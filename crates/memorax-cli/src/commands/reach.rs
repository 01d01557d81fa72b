use miette::Result;

use memorax_engine::cegar::{pb_cegar, CegarOptions, CegarOutcome};
use memorax_engine::pb::PbCommon;
use memorax_engine::pdual::DualCommon;
use memorax_engine::reachability::{reachability, ReachResult};
use memorax_engine::sb::SbCommon;
use memorax_engine::vips::{reachability_vips, VipsCommon};
use memorax_machine::Machine;

use crate::cli::{Abstraction, Commands};
use crate::commands::helpers::load_machine;

pub(crate) fn run(command: Commands, json: bool) -> Result<()> {
    let Commands::Reach {
        file,
        abstraction,
        k,
        cegar,
        max_refinements,
        rff,
    } = command
    else {
        unreachable!("dispatched on the Reach variant");
    };
    let machine = load_machine(&file, rff)?;

    match abstraction {
        Abstraction::Sb => {
            let common = SbCommon::new(machine.clone());
            let result = reachability(&common, common.bad_states());
            report(&machine, abstraction, &result, json);
        }
        Abstraction::Pdual => {
            let common = DualCommon::new(machine.clone()).map_err(|e| miette::miette!("{e}"))?;
            let result = reachability(&common, common.bad_states());
            report(&machine, abstraction, &result, json);
        }
        Abstraction::Vips => {
            let common = VipsCommon::new(machine.clone()).map_err(|e| miette::miette!("{e}"))?;
            let result = reachability_vips(&common);
            report(&machine, abstraction, &result, json);
        }
        Abstraction::Pb if cegar => {
            let opts = CegarOptions {
                k,
                max_refinements,
            };
            let outcome = pb_cegar(&machine, machine.predicates.clone(), &opts);
            report_cegar(&machine, &outcome, json);
        }
        Abstraction::Pb => {
            let predicates = if machine.predicates.is_empty() {
                println!("Extracting predicates from the program.");
                PbCommon::extract_predicates(&machine)
            } else {
                println!("Using predicates given in the program.");
                machine.predicates.clone()
            };
            let common = PbCommon::new(k, machine.clone(), predicates);
            let result = reachability(&common, common.bad_states());
            report(&machine, abstraction, &result, json);
        }
    }
    Ok(())
}

fn report(machine: &Machine, abstraction: Abstraction, result: &ReachResult, json: bool) {
    if let ReachResult::Reachable { trace, .. } = result {
        println!("\n *** Witness trace ***");
        print!("{}", trace.pretty(machine));
    }
    println!("{result}");
    if json {
        let trace_summary = match result {
            ReachResult::Reachable { trace, .. } => Some(trace.summary()),
            ReachResult::Unreachable { .. } => None,
        };
        let line = serde_json::json!({
            "command": "reach",
            "abstraction": abstraction.name(),
            "verdict": result.verdict(),
            "stats": result.stats(),
            "trace": trace_summary,
        });
        println!("{line}");
    }
}

fn report_cegar(machine: &Machine, outcome: &CegarOutcome, json: bool) {
    match outcome {
        CegarOutcome::Reachable {
            trace,
            refinements_used,
            ..
        } => {
            println!("\n *** Witness trace ***");
            print!("{}", trace.pretty(machine));
            println!("RESULT: REACHABLE (after {refinements_used} refinements)");
        }
        CegarOutcome::Unreachable {
            refinements_used, ..
        } => {
            println!("RESULT: UNREACHABLE (after {refinements_used} refinements)");
        }
        CegarOutcome::BudgetExhausted {
            refinements_used, ..
        } => {
            println!("RESULT: REFINEMENT_BUDGET_EXHAUSTED (after {refinements_used} refinements)");
        }
    }
    if json {
        let line = serde_json::json!({
            "command": "reach",
            "abstraction": "pb",
            "cegar": true,
            "verdict": outcome.verdict(),
            "predicates": outcome.predicates().len(),
        });
        println!("{line}");
    }
}
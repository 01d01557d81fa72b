//! Fence insertion: candidate synchronizations, minimal coverage and
//! the counterexample-guided driver loop.

pub mod driver;
pub mod fencer;
pub mod min_coverage;
pub mod sync;

pub use driver::{fencins, FencinsOutcome, MinAspect};
pub use fencer::{tso_candidates, vips_candidates};
pub use sync::{apply_syncs, StateMap, Sync};
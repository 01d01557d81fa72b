use miette::Diagnostic;
use thiserror::Error;

use crate::ast::Span;

#[derive(Debug, Error, Diagnostic)]
pub enum ParseError {
    #[error("Syntax error: {message}")]
    #[diagnostic(code(memorax::parse::syntax))]
    Syntax {
        message: String,
        #[label("here")]
        span: miette::SourceSpan,
        #[source_code]
        src: miette::NamedSource<String>,
    },

    #[error("Missing required section: {section}")]
    #[diagnostic(code(memorax::parse::missing_section))]
    MissingSection { section: String },

    #[error("Duplicate declaration: {name}")]
    #[diagnostic(code(memorax::parse::duplicate))]
    Duplicate {
        name: String,
        #[label("redeclared here")]
        span: miette::SourceSpan,
        #[source_code]
        src: miette::NamedSource<String>,
    },

    #[error("Invalid integer literal '{literal}'")]
    #[diagnostic(code(memorax::parse::invalid_integer))]
    InvalidInteger {
        literal: String,
        #[label("does not fit in a 64-bit integer")]
        span: miette::SourceSpan,
        #[source_code]
        src: miette::NamedSource<String>,
    },

    #[error("Empty domain [{lo}:{hi}]")]
    #[diagnostic(
        code(memorax::parse::empty_domain),
        help("the lower bound of a domain must not exceed the upper bound")
    )]
    EmptyDomain {
        lo: i64,
        hi: i64,
        #[label("empty domain")]
        span: miette::SourceSpan,
        #[source_code]
        src: miette::NamedSource<String>,
    },

    #[error("{0}")]
    #[diagnostic(code(memorax::parse::multiple))]
    MultipleErrors(#[from] ParseErrors),
}

/// Wrapper for collecting multiple semantic parse errors.
///
/// After pest produces a valid parse tree, the AST-building phase can
/// encounter multiple recoverable semantic errors (duplicate
/// declarations, malformed literals, empty domains). This type collects
/// them all instead of failing on the first.
#[derive(Debug, Error)]
#[error("{}", format_parse_errors(.errors))]
pub struct ParseErrors {
    pub errors: Vec<ParseError>,
}

fn format_parse_errors(errors: &[ParseError]) -> String {
    if errors.len() == 1 {
        return errors[0].to_string();
    }
    let mut s = format!("{} parse errors:\n", errors.len());
    for (i, e) in errors.iter().enumerate() {
        s.push_str(&format!("  {}. {}\n", i + 1, e));
    }
    s
}

impl ParseErrors {
    /// Enrich all contained errors with source context.
    pub fn with_source_context(mut self, source: &str, filename: &str) -> Self {
        self.errors = self
            .errors
            .into_iter()
            .map(|e| e.with_source_context(source, filename))
            .collect();
        self
    }
}

impl ParseError {
    pub fn syntax(message: impl Into<String>, span: Span, source: &str, filename: &str) -> Self {
        ParseError::Syntax {
            message: message.into(),
            span: (span.start, span.end.saturating_sub(span.start)).into(),
            src: miette::NamedSource::new(filename, source.to_owned()),
        }
    }

    /// Enrich span-only error variants with source context for CLI
    /// rendering.
    ///
    /// Variants collected during the AST-building phase carry raw byte
    /// offsets. This method attaches the source text and filename so
    /// miette can render highlighted code snippets.
    pub fn with_source_context(self, source: &str, filename: &str) -> Self {
        match self {
            ParseError::Duplicate { name, span, .. } => ParseError::Duplicate {
                name,
                span,
                src: miette::NamedSource::new(filename, source.to_owned()),
            },
            ParseError::InvalidInteger { literal, span, .. } => ParseError::InvalidInteger {
                literal,
                span,
                src: miette::NamedSource::new(filename, source.to_owned()),
            },
            ParseError::EmptyDomain { lo, hi, span, .. } => ParseError::EmptyDomain {
                lo,
                hi,
                span,
                src: miette::NamedSource::new(filename, source.to_owned()),
            },
            ParseError::MultipleErrors(errs) => {
                ParseError::MultipleErrors(errs.with_source_context(source, filename))
            }
            other => other,
        }
    }
}

#[cfg(test)]
mod tests {
    use super::*;

    #[test]
    fn display_syntax_error() {
        let err = ParseError::syntax("unexpected token", Span::new(3, 7), "forbidden", "t.rmm");
        assert_eq!(err.to_string(), "Syntax error: unexpected token");
        match &err {
            ParseError::Syntax { span, .. } => {
                assert_eq!(span.offset(), 3);
                assert_eq!(span.len(), 4);
            }
            _ => panic!("expected Syntax variant"),
        }
    }

    #[test]
    fn display_missing_section() {
        let err = ParseError::MissingSection {
            section: "process".into(),
        };
        assert_eq!(err.to_string(), "Missing required section: process");
    }

    #[test]
    fn display_duplicate() {
        let err = ParseError::Duplicate {
            name: "x".into(),
            span: (0, 1).into(),
            src: miette::NamedSource::new("t.rmm", "x".to_owned()),
        };
        assert_eq!(err.to_string(), "Duplicate declaration: x");
    }

    #[test]
    fn parse_errors_single_formats_without_numbering() {
        let errs = ParseErrors {
            errors: vec![ParseError::MissingSection {
                section: "process".into(),
            }],
        };
        assert_eq!(errs.to_string(), "Missing required section: process");
    }

    #[test]
    fn parse_errors_multiple_format_with_count_and_numbering() {
        let errs = ParseErrors {
            errors: vec![
                ParseError::Duplicate {
                    name: "x".into(),
                    span: (0, 1).into(),
                    src: miette::NamedSource::new("", String::new()),
                },
                ParseError::MissingSection {
                    section: "process".into(),
                },
            ],
        };
        let msg = errs.to_string();
        assert!(msg.starts_with("2 parse errors:\n"));
        assert!(msg.contains("1. Duplicate declaration: x"));
        assert!(msg.contains("2. Missing required section: process"));
    }

    #[test]
    fn with_source_context_enriches_duplicate() {
        let err = ParseError::Duplicate {
            name: "x".into(),
            span: (0, 1).into(),
            src: miette::NamedSource::new("", String::new()),
        };
        match err.with_source_context("x = 0", "new.rmm") {
            ParseError::Duplicate { src, .. } => assert_eq!(src.name(), "new.rmm"),
            _ => panic!("expected Duplicate variant"),
        }
    }

    #[test]
    fn with_source_context_recurses_into_multiple() {
        let err = ParseError::MultipleErrors(ParseErrors {
            errors: vec![ParseError::EmptyDomain {
                lo: 2,
                hi: 1,
                span: (0, 5).into(),
                src: miette::NamedSource::new("", String::new()),
            }],
        });
        match err.with_source_context("[2:1]", "new.rmm") {
            ParseError::MultipleErrors(errs) => match &errs.errors[0] {
                ParseError::EmptyDomain { src, .. } => assert_eq!(src.name(), "new.rmm"),
                _ => panic!("expected EmptyDomain variant"),
            },
            _ => panic!("expected MultipleErrors variant"),
        }
    }
}
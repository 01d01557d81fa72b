//! The variant-agnostic backward fixpoint.

use serde::Serialize;
use std::fmt;

use tracing::{debug, info};

use crate::constraint::Constraint;
use crate::container::{ConstraintContainer, ContainerStats};
use crate::trace::Trace;

/// Search statistics reported alongside every verdict.
#[derive(Debug, Clone, Copy, Default, Serialize)]
pub struct SearchStats {
    /// Constraints popped from the worklist.
    pub popped: usize,
    /// Constraints that survived subsumption and entered `F`.
    pub inserted: usize,
    /// Longest channel encountered.
    pub longest_channel: usize,
    /// Largest comparable bucket scanned on insertion.
    pub longest_comparable_bucket: usize,
    /// Constraints invalidated by subsumption.
    pub invalidated: usize,
}

impl SearchStats {
    fn absorb(&mut self, c: ContainerStats) {
        self.longest_channel = c.longest_channel;
        self.longest_comparable_bucket = c.longest_comparable_bucket;
        self.invalidated = c.invalidate_count;
    }
}

/// Outcome of a backward reachability run.
#[derive(Debug)]
pub enum ReachResult {
    Reachable { trace: Trace, stats: SearchStats },
    Unreachable { stats: SearchStats },
}

impl ReachResult {
    pub fn is_reachable(&self) -> bool {
        matches!(self, ReachResult::Reachable { .. })
    }

    pub fn stats(&self) -> &SearchStats {
        match self {
            ReachResult::Reachable { stats, .. } => stats,
            ReachResult::Unreachable { stats } => stats,
        }
    }

    pub fn verdict(&self) -> &'static str {
        match self {
            ReachResult::Reachable { .. } => "REACHABLE",
            ReachResult::Unreachable { .. } => "UNREACHABLE",
        }
    }
}

impl fmt::Display for ReachResult {
    fn fmt(&self, f: &mut fmt::Formatter<'_>) -> fmt::Result {
        match self {
            ReachResult::Reachable { trace, stats } => {
                writeln!(f, "RESULT: REACHABLE")?;
                writeln!(
                    f,
                    "Explored {} constraints ({} subsumed).",
                    stats.popped, stats.invalidated
                )?;
                write!(f, "{trace}")
            }
            ReachResult::Unreachable { stats } => {
                writeln!(f, "RESULT: UNREACHABLE")?;
                write!(
                    f,
                    "Fixpoint after {} constraints ({} subsumed, longest channel {}).",
                    stats.popped, stats.invalidated, stats.longest_channel
                )
            }
        }
    }
}

/// Run the backward fixpoint: seed the bad states, repeatedly pop and
/// expand by the inverse transition relation, stop on an initial
/// constraint (REACHABLE) or an empty worklist (UNREACHABLE).
pub fn reachability<C: Constraint>(common: &C::Common, bad_states: Vec<C>) -> ReachResult {
    let mut container: ConstraintContainer<C> = ConstraintContainer::new();
    let mut stats = SearchStats::default();
    for bad in bad_states {
        if container.insert_root(bad) {
            stats.inserted += 1;
        }
    }
    info!(roots = container.f_size(), "backward reachability started");

    while let Some(idx) = container.pop() {
        stats.popped += 1;
        if stats.popped % 10_000 == 0 {
            debug!(
                popped = stats.popped,
                f_size = container.f_size(),
                q_size = container.q_size(),
                "search progress"
            );
        }
        let constraint = container.get(idx);
        if constraint.is_init_state(common) {
            info!(popped = stats.popped, "initial constraint reached");
            stats.absorb(container.stats());
            let trace = container.clear_and_get_trace(idx, |c| c.render(common));
            return ReachResult::Reachable { trace, stats };
        }
        let predecessors = constraint.pre(common);
        for (transition, pred) in predecessors {
            if container.insert(idx, transition, pred) {
                stats.inserted += 1;
            }
        }
    }

    info!(popped = stats.popped, "worklist exhausted");
    stats.absorb(container.stats());
    ReachResult::Unreachable { stats }
}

--

(AIM OF THE TASK) In the listing above, find the line containing "let predecessors = constraint.pre(common);"; that line and every line after it, through the last, are to be retyped exactly.

(THE COMPLETED TASK)
        let predecessors = constraint.pre(common);
        for (transition, pred) in predecessors {
            if container.insert(idx, transition, pred) {
                stats.inserted += 1;
            }
        }
    }

    info!(popped = stats.popped, "worklist exhausted");
    stats.absorb(container.stats());
    ReachResult::Unreachable { stats }
}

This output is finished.